Negative electricity prices: Fever symptoms or business as usual?

by Christian Sperling / 22. May 2020

Negative Electricity Prices Since the beginning of the corona crisis, negative power prices have become quite common for electricity traders: In this blog, we explain how negative electricity prices develop and what is positive about them.

Imagine you fill up your car with gas, enter the cash box with a nonchalant "Pump five, please!" and you get 20 Euros paid out instead of putting them on the cashier’s table. Pure fiction? On April 20 of this year, the contract price for WTI oil slipped into negative territory for the first time in decades. Buyers of a barrel of crude oil should thus have received 40 US dollars instead of paying them. The reality, however, is, as always, a little more complex: The negative price did not immediately affect the gas station prices and heating oil is also not given away "with a surcharge". In the meantime, the oil price has also stabilized again - mainly due to trade policy agreements and not to risen oil consumption.
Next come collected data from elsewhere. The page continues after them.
// ABOUTME: In-memory Provider implementation for tests and single-process embedding
// ABOUTME: One mutex over all indexes makes the one-shot grant transition atomic
//
// SPDX-License-Identifier: MIT OR Apache-2.0
// Copyright (c) 2025 Async-IO.org

use std::collections::HashMap;
use std::sync::atomic::{AtomicBool, Ordering};
use std::sync::{Mutex, MutexGuard, PoisonError};
use std::time::Duration;

use async_trait::async_trait;
use axum::http::Uri;
use base64::engine::general_purpose::URL_SAFE_NO_PAD;
use base64::Engine as _;
use chrono::Utc;
use ring::rand::{SecureRandom, SystemRandom};
use subtle::ConstantTimeEq;

use crate::errors::ProviderError;
use crate::models::{Client, Grant, GrantStatus, Scope, Token, TokenStatus};
use crate::provider::{Provider, SessionContext};

struct RegisteredClient {
    client: Client,
    secret: String,
}

#[derive(Default)]
struct Inner {
    clients: HashMap<String, RegisteredClient>,
    users: HashMap<String, String>,
    scope_catalog: Vec<Scope>,
    resources: HashMap<String, Vec<Scope>>,
    grants: HashMap<String, Grant>,
    access_tokens: HashMap<String, Token>,
    refresh_tokens: HashMap<String, Token>,
}

/// [`Provider`] backed by process memory. Clients, users and the scope
/// catalog are registered up front; grants and tokens accumulate at
/// runtime. All indexes sit behind one mutex, which is what makes the
/// observe-and-transition of a one-shot grant atomic.
pub struct MemoryProvider {
    user_authenticated: AtomicBool,
    inner: Mutex<Inner>,
}

impl Default for MemoryProvider {
    fn default() -> Self {
        Self::new()
    }
}

impl MemoryProvider {
    #[must_use]
    pub fn new() -> Self {
        Self {
            user_authenticated: AtomicBool::new(true),
            inner: Mutex::new(Inner::default()),
        }
    }

    /// Registers a client and the secret it authenticates with.
    #[must_use]
    pub fn with_client(self, client: Client, secret: &str) -> Self {
        self.lock().clients.insert(
            client.id.clone(),
            RegisteredClient {
                client,
                secret: secret.to_owned(),
            },
        );
        self
    }

    /// Registers a resource owner for the password grant.
    #[must_use]
    pub fn with_user(self, username: &str, password: &str) -> Self {
        self.lock()
            .users
            .insert(username.to_owned(), password.to_owned());
        self
    }

    /// Adds a scope to the catalog. Requests for scopes outside the
    /// catalog are silently dropped.
    #[must_use]
    pub fn with_scope(self, id: &str, description: &str) -> Self {
        self.lock().scope_catalog.push(Scope {
            id: id.to_owned(),
            description: description.to_owned(),
        });
        self
    }

    /// Declares the scopes required to access a resource path.
    #[must_use]
    pub fn with_resource(self, path: &str, scope_ids: &[&str]) -> Self {
        let scopes = {
            let inner = self.lock();
            scope_ids
                .iter()
                .map(|id| {
                    inner
                        .scope_catalog
                        .iter()
                        .find(|scope| scope.id == *id)
                        .cloned()
                        .unwrap_or_else(|| Scope {
                            id: (*id).to_owned(),
                            description: String::new(),
                        })
                })
                .collect()
        };
        self.lock().resources.insert(path.to_owned(), scopes);
        self
    }

    /// Sets whether the resource owner counts as logged in.
    #[must_use]
    pub fn with_user_authenticated(self, authenticated: bool) -> Self {
        self.user_authenticated
            .store(authenticated, Ordering::Relaxed);
        self
    }

    /// Flips the resource-owner session state at runtime.
    pub fn set_user_authenticated(&self, authenticated: bool) {
        self.user_authenticated
            .store(authenticated, Ordering::Relaxed);
    }

    fn lock(&self) -> MutexGuard<'_, Inner> {
        self.inner.lock().unwrap_or_else(PoisonError::into_inner)
    }

    /// 256 bits of system randomness, URL-safe base64 without padding.
    fn random_value() -> Result<String, ProviderError> {
        let rng = SystemRandom::new();
        let mut bytes = [0u8; 32];
        rng.fill(&mut bytes)
            .map_err(|_| ProviderError::Storage("system RNG failure".to_owned()))?;
        Ok(URL_SAFE_NO_PAD.encode(bytes))
    }

    fn issue_locked(
        inner: &mut Inner,
        client_id: &str,
        scopes: &[Scope],
        issue_refresh: bool,
        expiration: Duration,
    ) -> Result<Token, ProviderError> {
        let refresh_token = if issue_refresh {
            Some(Self::random_value()?)
        } else {
            None
        };

        let token = Token {
            value: Self::random_value()?,
            token_type: "bearer".to_owned(),
            client_id: client_id.to_owned(),
            scopes: scopes.to_vec(),
            expires_at: Utc::now() + expiration,
            expires_in: i64::try_from(expiration.as_secs()).unwrap_or(i64::MAX),
            refresh_token,
            status: TokenStatus::Active,
        };

        inner
            .access_tokens
            .insert(token.value.clone(), token.clone());
        if let Some(refresh) = &token.refresh_token {
            inner.refresh_tokens.insert(refresh.clone(), token.clone());
        }

        Ok(token)
    }

    fn expire_token_on_read(token: &mut Token) {
        if token.status == TokenStatus::Active && token.expires_at <= Utc::now() {
            token.status = TokenStatus::Expired;
        }
    }
}

#[async_trait]
impl Provider for MemoryProvider {
    async fn authenticate_client(
        &self,
        username: &str,
        password: &str,
    ) -> Result<Option<Client>, ProviderError> {
        let inner = self.lock();
        let Some(registered) = inner.clients.get(username) else {
            return Ok(None);
        };

        let matches: bool = registered
            .secret
            .as_bytes()
            .ct_eq(password.as_bytes())
            .into();
        Ok(matches.then(|| registered.client.clone()))
    }

    async fn authenticate_user(&self, username: &str, password: &str) -> bool {
        let inner = self.lock();
        inner
            .users
            .get(username)
            .is_some_and(|stored| stored.as_bytes().ct_eq(password.as_bytes()).into())
    }

    fn is_user_authenticated(&self, _session: &SessionContext<'_>) -> bool {
        self.user_authenticated.load(Ordering::Relaxed)
    }

    async fn client_info(&self, client_id: &str) -> Result<Option<Client>, ProviderError> {
        Ok(self
            .lock()
            .clients
            .get(client_id)
            .map(|registered| registered.client.clone()))
    }

    async fn scopes_info(&self, scopes: &str) -> Result<Vec<Scope>, ProviderError> {
        let inner = self.lock();
        Ok(scopes
            .split_whitespace()
            .filter_map(|id| inner.scope_catalog.iter().find(|scope| scope.id == id))
            .cloned()
            .collect())
    }

    async fn resource_scopes(&self, url: &Uri) -> Result<Vec<Scope>, ProviderError> {
        Ok(self
            .lock()
            .resources
            .get(url.path())
            .cloned()
            .unwrap_or_default())
    }

    async fn gen_grant(
        &self,
        client: &Client,
        scopes: &[Scope],
        expiration: Duration,
    ) -> Result<Grant, ProviderError> {
        let grant = Grant {
            code: Self::random_value()?,
            client_id: client.id.clone(),
            redirect_url: client.redirect_url.clone(),
            scopes: scopes.to_vec(),
            expires_at: Utc::now() + expiration,
            status: GrantStatus::Active,
        };

        self.lock().grants.insert(grant.code.clone(), grant.clone());
        Ok(grant)
    }

    async fn grant_info(&self, code: &str) -> Result<Option<Grant>, ProviderError> {
        let mut inner = self.lock();
        let Some(grant) = inner.grants.get_mut(code) else {
            return Ok(None);
        };

        if grant.status == GrantStatus::Active && grant.expires_at <= Utc::now() {
            grant.status = GrantStatus::Expired;
        }

        Ok(Some(grant.clone()))
    }

    async fn gen_token(
        &self,
        grant: Option<&Grant>,
        client: &Client,
        scopes: &[Scope],
        issue_refresh: bool,
        expiration: Duration,
    ) -> Result<Token, ProviderError> {
        let mut inner = self.lock();

        // Observe and consume the grant under the same lock as issuance:
        // a racing second exchange sees Used and fails.
        if let Some(grant) = grant {
            if let Some(stored) = inner.grants.get_mut(&grant.code) {
                if stored.status != GrantStatus::Active {
                    return Err(ProviderError::Conflict(
                        "grant code is no longer active".to_owned(),
                    ));
                }
                stored.status = GrantStatus::Used;
            }
        }

        Self::issue_locked(&mut inner, &client.id, scopes, issue_refresh, expiration)
    }

    async fn token_info(&self, value: &str) -> Result<Option<Token>, ProviderError> {
        let mut inner = self.lock();

        if let Some(token) = inner.access_tokens.get_mut(value) {
            Self::expire_token_on_read(token);
            return Ok(Some(token.clone()));
        }

        if let Some(token) = inner.refresh_tokens.get_mut(value) {
            Self::expire_token_on_read(token);
            return Ok(Some(token.clone()));
        }

        Ok(None)
    }

    async fn refresh_token(&self, old: &Token, scopes: &[Scope]) -> Result<Token, ProviderError> {
        let mut inner = self.lock();

        let Some(refresh_value) = &old.refresh_token else {
            return Err(ProviderError::Storage(
                "token has no refresh component".to_owned(),
            ));
        };

        // Rotation: the old refresh value stops being redeemable before the
        // new pair exists.
        inner.refresh_tokens.remove(refresh_value);

        let lifetime = Duration::from_secs(u64::try_from(old.expires_in).unwrap_or(600));
        Self::issue_locked(&mut inner, &old.client_id, scopes, true, lifetime)
    }

    async fn revoke_token(&self, value: &str) -> Result<(), ProviderError> {
        let mut inner = self.lock();
        inner.access_tokens.remove(value);
        inner.refresh_tokens.remove(value);
        Ok(())
    }
}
The phenomenon of negative prices on the oil market has gained a great deal of attention from the press, but on the electricity market of the 21st century, negative prices are not really newsworthy. They occur regularly, not only during a pandemic. But where do negative electricity prices come from, and do they have exclusively negative consequences? How can negative price developments be prevented – and is this prevention always desirable?

How do Negative Electricity Prices Occur?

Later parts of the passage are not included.